Bien que l’assouplissement continu des règles en matière d’aides d’État ait sans aucun doute offert un moyen précieux de faire face aux situations d’urgence, quelles en sont les implications pour le marché intérieur ?
(Encore un autre) cadre temporaire
Le 9 mars 2023, la Commission européenne a publié le «Cadre temporaire de crise et de transition» visant à élargir les possibilités d’octroi d’aides d’État pour soutenir davantage la transition vers la neutralité climatique. Ces modifications du cadre temporaire actuel – introduites en mars dernier pour faire face aux conséquences économiques causées par l’agression de la Russie contre l’Ukraine – font partie du « Green Deal Industrial Plan for the Net-Zero Age Deal » (présenté le 1er février). Celui-ci a été conçu pour accroître l’attractivité de l’UE pour les investissements dans les technologies vertes et les produits à émission nette nulle en vue de poursuivre le pacte vert européen et de compléter la stratégie industrielle de l’UE. Ce plan répond cependant également à la nécessité de contrer l’Inflation Reduction Act, l’initiative américaine qui, en mobilisant 370 milliards de dollars d’investissements, marque l’action la plus importante prise par le Congrès sur les énergies propres et le changement climatique.
Quoi de neuf?
Les modifications concernent les sections 2.5 et 2.6 de l’encadrement temporaire actuel, qui contiennent les mesures visant à réduire la dépendance aux combustibles fossiles russes et à faciliter la transition verte sur la base de l’art. 107(3)(c) du traité sur le fonctionnement de l’UE (TFUE), ainsi que l’introduction de dispositions entièrement nouvelles (section 2.8) pour accélérer les investissements dans les secteurs stratégiques, compensant ainsi les conséquences des incitations américaines. Il convient également de noter que le délai initial a été prolongé de deux ans (31 décembre 2025), à l’exception des mesures relatives aux montants d’aide limités, au soutien de la liquidité, à la compensation des prix élevés de l’énergie et au soutien à la réduction de la demande d’électricité.

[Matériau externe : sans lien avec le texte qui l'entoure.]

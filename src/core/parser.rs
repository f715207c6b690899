use std::path::{Path, PathBuf};

use ignore::WalkBuilder;
use tracing::{debug, warn};

use crate::config::ParsingConfig;
use crate::error::{MetricsError, Result};
use super::languages::{JavaParser, LanguageParser};
use super::syntax::ParsedUnit;

/// Outcome of walking the source root
#[derive(Debug, Default)]
pub struct Discovery {
    /// Files a registered parser handles, in walk order
    pub files: Vec<PathBuf>,

    /// Entries the walker could not read, with the cause
    pub errors: Vec<(PathBuf, String)>,
}

/// Source parser that delegates to language-specific parsers by extension
pub struct CodeParser {
    config: ParsingConfig,
    language_parsers: Vec<Box<dyn LanguageParser>>,
}

impl CodeParser {
    pub fn new(config: &ParsingConfig) -> Result<Self> {
        let mut language_parsers: Vec<Box<dyn LanguageParser>> = Vec::new();

        for language in &config.languages {
            match language.as_str() {
                "java" => {
                    let java_parser = JavaParser::new(config)?;
                    debug!("Registered {} parser", java_parser.language_name());
                    language_parsers.push(Box::new(java_parser));
                }
                other => {
                    warn!("Skipping unsupported language: {}", other);
                }
            }
        }

        if language_parsers.is_empty() {
            return Err(MetricsError::Config(
                "no supported language configured".to_string(),
            ));
        }

        Ok(Self {
            config: config.clone(),
            language_parsers,
        })
    }

    /// Collect every source file under `dir`.
    ///
    /// Entries are sorted by file name within each directory.
    pub fn discover<P: AsRef<Path>>(&self, dir: P) -> Discovery {
        let mut discovery = Discovery::default();
        let dir = dir.as_ref();

        let respect_ignores = self.config.respect_gitignore;
        let walker = WalkBuilder::new(dir)
            .hidden(false)
            .git_ignore(respect_ignores)
            .git_global(respect_ignores)
            .git_exclude(respect_ignores)
            .ignore(respect_ignores)
            .parents(respect_ignores)
            .follow_links(self.config.follow_links)
            .sort_by_file_name(|a, b| a.cmp(b))
            .build();

        for entry in walker {
            let entry = match entry {
                Ok(entry) => entry,
                Err(e) => {
                    let path = walk_error_path(&e).unwrap_or_else(|| dir.to_path_buf());
                    discovery.errors.push((path, e.to_string()));
                    continue;
                }
            };

            let is_file = entry.file_type().map(|ft| ft.is_file()).unwrap_or(false);
            if is_file && self.should_parse_file(entry.path()) {
                discovery.files.push(entry.into_path());
            }
        }

        debug!("Discovered {} source files under {}", discovery.files.len(), dir.display());
        discovery
    }

    /// Number of lines in a text file
    pub async fn count_lines<P: AsRef<Path>>(&self, file_path: P) -> Result<u64> {
        let content = tokio::fs::read_to_string(file_path.as_ref()).await?;
        Ok(count_text_lines(&content))
    }

    /// Parse a single source file
    pub async fn parse_file<P: AsRef<Path>>(&mut self, file_path: P) -> Result<ParsedUnit> {
        let path = file_path.as_ref();

        let bytes = tokio::fs::read(path).await?;
        let source_content = String::from_utf8_lossy(&bytes);

        let parser = self.parser_for(path).ok_or_else(|| {
            MetricsError::Parser(format!("Could not detect language for file: {}", path.display()))
        })?;

        parser.parse(&source_content, path)
    }

    /// Determine if a file should be parsed based on its extension
    fn should_parse_file(&self, path: &Path) -> bool {
        let Some(extension) = path.extension().and_then(|ext| ext.to_str()) else {
            return false;
        };

        self.language_parsers
            .iter()
            .any(|parser| parser.file_extensions().contains(&extension))
    }

    fn parser_for(&mut self, path: &Path) -> Option<&mut Box<dyn LanguageParser>> {
        let extension = path.extension().and_then(|ext| ext.to_str())?;
        self.language_parsers
            .iter_mut()
            .find(|parser| parser.file_extensions().contains(&extension))
    }
}

/// Lines ended by `\n`, `\r\n` or a lone `\r`, plus an unterminated last line
fn count_text_lines(content: &str) -> u64 {
    let normalized = content.replace("\r\n", "\n");
    let terminators = normalized.matches(['\n', '\r']).count();
    let unterminated = !normalized.is_empty() && !normalized.ends_with(['\n', '\r']);
    (terminators + usize::from(unterminated)) as u64
}

fn walk_error_path(error: &ignore::Error) -> Option<PathBuf> {
    match error {
        ignore::Error::WithPath { path, .. } => Some(path.clone()),
        ignore::Error::WithDepth { err, .. } | ignore::Error::WithLineNumber { err, .. } => {
            walk_error_path(err)
        }
        ignore::Error::Loop { child, .. } => Some(child.clone()),
        _ => None,
    }
}
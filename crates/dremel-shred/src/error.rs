use dremel_schema::FieldPath;

/// Error while striping a record. The record's cells are discarded; columns
/// keep only the records shredded before it.
#[derive(Debug, Clone, PartialEq)]
pub enum ShredError {
    /// A required field is missing or `null`.
    MissingRequired { path: FieldPath },
    /// A group field holds something other than an object.
    ExpectedObject { path: FieldPath },
    /// A repeated field holds something other than an array.
    ExpectedArray { path: FieldPath },
    /// A leaf holds an object or an array.
    ExpectedScalar { path: FieldPath },
    /// An element of a repeated field is `null`.
    NullElement { path: FieldPath, index: usize },
}

impl std::fmt::Display for ShredError {
    fn fmt(&self, f: &mut std::fmt::Formatter<'_>) -> std::fmt::Result {
        match self {
            ShredError::MissingRequired { path } => {
                write!(f, "required field {} is missing", path)
            }
            ShredError::ExpectedObject { path } => write!(f, "expected an object at {}", path),
            ShredError::ExpectedArray { path } => write!(f, "expected an array at {}", path),
            ShredError::ExpectedScalar { path } => write!(f, "expected a scalar at {}", path),
            ShredError::NullElement { path, index } => {
                write!(f, "element {} of {} is null", index, path)
            }
        }
    }
}

impl std::error::Error for ShredError {}
//! Leaf field identities: dot-segmented paths plus cardinality modes.
//!
//! A [`FieldPath`] with zero segments is the root. It is the ancestor of every
//! other path and stands in for "no field" wherever a previous field has not
//! been visited yet.

use std::fmt;
use std::hash::{Hash, Hasher};
use std::str::FromStr;

use crate::SchemaError;

/// Cardinality of a schema node.
#[derive(Debug, Clone, Copy, PartialEq, Eq, Hash, Default)]
#[cfg_attr(feature = "facet", derive(facet::Facet))]
#[repr(u8)]
pub enum Mode {
    /// Exactly one value per parent instance.
    #[default]
    Required,
    /// Zero or one value per parent instance.
    Optional,
    /// Zero or more values per parent instance.
    Repeated,
}

impl Mode {
    /// The lowercase name used in schema files.
    pub fn as_str(self) -> &'static str {
        match self {
            Mode::Required => "required",
            Mode::Optional => "optional",
            Mode::Repeated => "repeated",
        }
    }

    /// Whether a node in this mode contributes a definition level.
    pub fn is_nullable(self) -> bool {
        !matches!(self, Mode::Required)
    }
}

impl fmt::Display for Mode {
    fn fmt(&self, f: &mut fmt::Formatter<'_>) -> fmt::Result {
        f.write_str(self.as_str())
    }
}

impl FromStr for Mode {
    type Err = SchemaError;

    fn from_str(s: &str) -> Result<Self, Self::Err> {
        match s {
            "required" => Ok(Mode::Required),
            "optional" => Ok(Mode::Optional),
            "repeated" => Ok(Mode::Repeated),
            other => Err(SchemaError::UnknownMode(other.to_string())),
        }
    }
}

/// An ordered list of path segments, e.g. `Name.Language.Code`.
#[derive(Debug, Clone, PartialEq, Eq, Hash, PartialOrd, Ord, Default)]
#[cfg_attr(feature = "facet", derive(facet::Facet))]
pub struct FieldPath(Vec<String>);

impl FieldPath {
    /// The root path (no segments).
    pub fn root() -> Self {
        FieldPath(Vec::new())
    }

    /// Build a path from its segments.
    pub fn new<I, S>(segments: I) -> Self
    where
        I: IntoIterator<Item = S>,
        S: Into<String>,
    {
        FieldPath(segments.into_iter().map(Into::into).collect())
    }

    /// Parse a dotted path. Empty segments are dropped, so `""` is the root.
    pub fn parse(dotted: &str) -> Self {
        FieldPath::new(dotted.split('.').filter(|segment| !segment.is_empty()))
    }

    /// Number of segments.
    pub fn depth(&self) -> usize {
        self.0.len()
    }

    pub fn is_root(&self) -> bool {
        self.0.is_empty()
    }

    pub fn segments(&self) -> &[String] {
        &self.0
    }

    /// The last segment, if any.
    pub fn name(&self) -> Option<&str> {
        self.0.last().map(String::as_str)
    }

    /// The ancestor made of the first `depth` segments (clamped to this path).
    pub fn prefix(&self, depth: usize) -> FieldPath {
        FieldPath(self.0[..depth.min(self.0.len())].to_vec())
    }

    /// A child path with one more segment.
    pub fn child(&self, segment: impl Into<String>) -> FieldPath {
        let mut segments = self.0.clone();
        segments.push(segment.into());
        FieldPath(segments)
    }

    /// Whether `self` is a (non-strict) prefix of `other`.
    pub fn is_ancestor_of(&self, other: &FieldPath) -> bool {
        other.0.starts_with(&self.0)
    }

    /// Number of leading segments shared with `other`.
    pub fn common_depth(&self, other: &FieldPath) -> usize {
        self.0
            .iter()
            .zip(&other.0)
            .take_while(|(a, b)| a == b)
            .count()
    }

    /// The longest common segment prefix of the two paths.
    pub fn lowest_common_ancestor(&self, other: &FieldPath) -> FieldPath {
        self.prefix(self.common_depth(other))
    }
}

impl fmt::Display for FieldPath {
    fn fmt(&self, f: &mut fmt::Formatter<'_>) -> fmt::Result {
        if self.0.is_empty() {
            return f.write_str("<root>");
        }
        f.write_str(&self.0.join("."))
    }
}

impl From<&str> for FieldPath {
    fn from(dotted: &str) -> Self {
        FieldPath::parse(dotted)
    }
}

/// A leaf field of a flattened schema.
///
/// Identity is the path alone: two fields with the same path compare equal
/// and hash the same regardless of modes.
#[derive(Debug, Clone)]
#[cfg_attr(feature = "facet", derive(facet::Facet))]
pub struct Field {
    path: FieldPath,
    modes: Vec<Mode>,
}

impl Field {
    /// Create a field from its path and the mode of every segment on it.
    ///
    /// The last mode is the mode of the leaf itself.
    pub fn new(path: FieldPath, modes: Vec<Mode>) -> Result<Self, SchemaError> {
        if path.is_root() {
            return Err(SchemaError::EmptyPath);
        }
        if path.depth() != modes.len() {
            return Err(SchemaError::ModeCountMismatch {
                path,
                modes: modes.len(),
            });
        }
        if path.depth() > usize::from(u8::MAX) {
            return Err(SchemaError::TooDeep { path });
        }
        Ok(Field { path, modes })
    }

    /// Shorthand for a single-segment field.
    pub fn top_level(name: impl Into<String>, mode: Mode) -> Result<Self, SchemaError> {
        Field::new(FieldPath::new([name.into()]), vec![mode])
    }

    pub fn path(&self) -> &FieldPath {
        &self.path
    }

    /// Mode of the leaf.
    pub fn mode(&self) -> Mode {
        // `new` rejects empty paths, so there is always a last mode.
        self.modes.last().copied().unwrap_or_default()
    }

    /// Mode of every segment, root-most first.
    pub fn modes(&self) -> &[Mode] {
        &self.modes
    }

    pub fn depth(&self) -> usize {
        self.path.depth()
    }

    pub fn max_repetition_level(&self) -> u8 {
        count_levels(&self.modes, |mode| mode == Mode::Repeated)
    }

    pub fn max_definition_level(&self) -> u8 {
        count_levels(&self.modes, Mode::is_nullable)
    }

    /// Number of repeated segments on the path prefix shared with `other`.
    pub fn common_repetition_level(&self, other: &Field) -> u8 {
        let shared = self.path.common_depth(&other.path);
        count_levels(&self.modes[..shared], |mode| mode == Mode::Repeated)
    }

    /// Depth (1-based) of the repeated segment that owns repetition level
    /// `level`, or `None` for level 0 and levels above the maximum.
    pub fn repetition_depth(&self, level: u8) -> Option<usize> {
        if level == 0 {
            return None;
        }
        self.modes
            .iter()
            .enumerate()
            .filter(|(_, mode)| **mode == Mode::Repeated)
            .nth(usize::from(level) - 1)
            .map(|(index, _)| index + 1)
    }

    /// How many leading group segments exist for a cell with the given
    /// definition level. The leaf segment itself is never counted.
    pub fn present_depth(&self, definition_level: u8) -> usize {
        let groups = &self.modes[..self.modes.len() - 1];
        let mut defined = 0u8;
        let mut depth = 0;
        for mode in groups {
            if mode.is_nullable() {
                defined += 1;
            }
            if defined > definition_level {
                break;
            }
            depth += 1;
        }
        depth
    }
}

impl PartialEq for Field {
    fn eq(&self, other: &Self) -> bool {
        self.path == other.path
    }
}

impl Eq for Field {}

impl Hash for Field {
    fn hash<H: Hasher>(&self, state: &mut H) {
        self.path.hash(state);
    }
}

impl fmt::Display for Field {
    fn fmt(&self, f: &mut fmt::Formatter<'_>) -> fmt::Result {
        write!(f, "{} ({})", self.path, self.mode())
    }
}

fn count_levels(modes: &[Mode], counts: impl Fn(Mode) -> bool) -> u8 {
    // Paths deeper than u8::MAX are rejected in `Field::new`.
    modes.iter().filter(|mode| counts(**mode)).count() as u8
}

#[cfg(test)]
mod tests {
    use super::*;
    use facet_testhelpers::test;

    fn field(dotted: &str, modes: &[Mode]) -> Field {
        Field::new(FieldPath::parse(dotted), modes.to_vec()).unwrap()
    }

    fn code() -> Field {
        field(
            "Name.Language.Code",
            &[Mode::Repeated, Mode::Repeated, Mode::Required],
        )
    }

    #[test]
    fn test_parse_and_display() {
        let path = FieldPath::parse("a.b.c");
        assert_eq!(path.depth(), 3);
        assert_eq!(path.to_string(), "a.b.c");
        assert_eq!(path.name(), Some("c"));
        assert!(FieldPath::parse("").is_root());
        assert_eq!(FieldPath::root().to_string(), "<root>");
    }

    #[test]
    fn test_lowest_common_ancestor() {
        let a = FieldPath::parse("Name.Language.Code");
        let b = FieldPath::parse("Name.Url");
        assert_eq!(a.lowest_common_ancestor(&b), FieldPath::parse("Name"));
        assert_eq!(a.lowest_common_ancestor(&a), a);
        assert_eq!(
            a.lowest_common_ancestor(&FieldPath::parse("DocId")),
            FieldPath::root()
        );
        assert_eq!(a.lowest_common_ancestor(&FieldPath::root()), FieldPath::root());
    }

    #[test]
    fn test_lca_never_deeper_than_inputs() {
        let paths = ["a", "a.b", "a.b.c", "a.x", "b.x", ""];
        for left in paths {
            for right in paths {
                let (left, right) = (FieldPath::parse(left), FieldPath::parse(right));
                let lca = left.lowest_common_ancestor(&right);
                assert!(lca.depth() <= left.depth().min(right.depth()));
                assert!(lca.is_ancestor_of(&left));
                assert!(lca.is_ancestor_of(&right));
            }
        }
    }

    #[test]
    fn test_identity_is_path_based() {
        let a = field("a.b", &[Mode::Optional, Mode::Required]);
        let b = field("a.b", &[Mode::Repeated, Mode::Repeated]);
        assert_eq!(a, b);
        assert_ne!(a, field("a.c", &[Mode::Optional, Mode::Required]));
    }

    #[test]
    fn test_levels() {
        let code = code();
        assert_eq!(code.mode(), Mode::Required);
        assert_eq!(code.max_repetition_level(), 2);
        assert_eq!(code.max_definition_level(), 2);

        let country = field(
            "Name.Language.Country",
            &[Mode::Repeated, Mode::Repeated, Mode::Optional],
        );
        assert_eq!(country.max_definition_level(), 3);
        assert_eq!(code.common_repetition_level(&country), 2);

        let url = field("Name.Url", &[Mode::Repeated, Mode::Optional]);
        assert_eq!(code.common_repetition_level(&url), 1);
    }

    #[test]
    fn test_repetition_depth() {
        let code = code();
        assert_eq!(code.repetition_depth(0), None);
        assert_eq!(code.repetition_depth(1), Some(1));
        assert_eq!(code.repetition_depth(2), Some(2));
        assert_eq!(code.repetition_depth(3), None);

        let forward = field("Links.Forward", &[Mode::Optional, Mode::Repeated]);
        assert_eq!(forward.repetition_depth(1), Some(2));
    }

    #[test]
    fn test_present_depth() {
        let code = code();
        assert_eq!(code.present_depth(0), 0);
        assert_eq!(code.present_depth(1), 1);
        assert_eq!(code.present_depth(2), 2);

        let nested = field(
            "a.b.c",
            &[Mode::Optional, Mode::Required, Mode::Optional],
        );
        assert_eq!(nested.present_depth(0), 0);
        assert_eq!(nested.present_depth(1), 2);
    }

    #[test]
    fn test_rejects_bad_fields() {
        assert_eq!(
            Field::new(FieldPath::root(), vec![]),
            Err(SchemaError::EmptyPath)
        );
        assert!(matches!(
            Field::new(FieldPath::parse("a.b"), vec![Mode::Required]),
            Err(SchemaError::ModeCountMismatch { modes: 1, .. })
        ));
    }

    #[test]
    fn test_mode_from_str() {
        assert_eq!("repeated".parse::<Mode>(), Ok(Mode::Repeated));
        assert_eq!(
            "sometimes".parse::<Mode>(),
            Err(SchemaError::UnknownMode("sometimes".to_string()))
        );
    }
}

L’exception est-elle devenue la nouvelle règle ?
L’adoption de mesures temporaires dérogatoires aux règles en matière d’aides d’État est devenue la pratique de la Commission depuis la crise financière et économique de 2008 puis à nouveau avec la pandémie de Covid-19. Par conséquent, il n’est pas surprenant que la Commission ait agi rapidement pour mettre en place un cadre temporaire après l’agression de la Russie contre l’Ukraine et ait maintenant choisi d’utiliser le même instrument. Le bouleversement politique et économique provoqué par cet événement a sans doute révélé un nouveau déséquilibre au sein de l’UE. Pour faire face aux conséquences difficiles de cette situation, un renforcement de l’industrie européenne par des financements publics apparaît nécessaire. En outre, il est également vrai que sans une action coordonnée au niveau de l’UE, seuls les États dotés d’économies plus robustes seraient en mesure de relever un tel défi. Cela entraînerait le danger d’une fragmentation du marché unique (et l’intention de la Commission semble précisément d’éviter un tel scénario).
Cependant, tout en visant un cadre des aides d’État « plus simple, plus rapide et plus prévisible », la Commission continue d’assouplir les règles de contrôle des aides d’État – identifiées depuis le rapport Spaak de 1956 comme l’une des politiques fondamentales pour la création du marché commun – en transformant les cadres temporaires d’instruments conçus précisément comme « transitoires » en des cadres « quasi permanents ». Le risque est que ces mesures, conçues comme des exceptions au cadre ordinaire, deviennent en fait la nouvelle règle (en considérant également la durée jusqu’en 2025).
Attention au risque de fragmentation du marché intérieur
Les inquiétudes concernant l’intégrité du marché intérieur sont en effet plus que justifiées, puisque tous les États membres n’ont pas été en mesure d’offrir des subventions dans la même mesure jusqu’à présent.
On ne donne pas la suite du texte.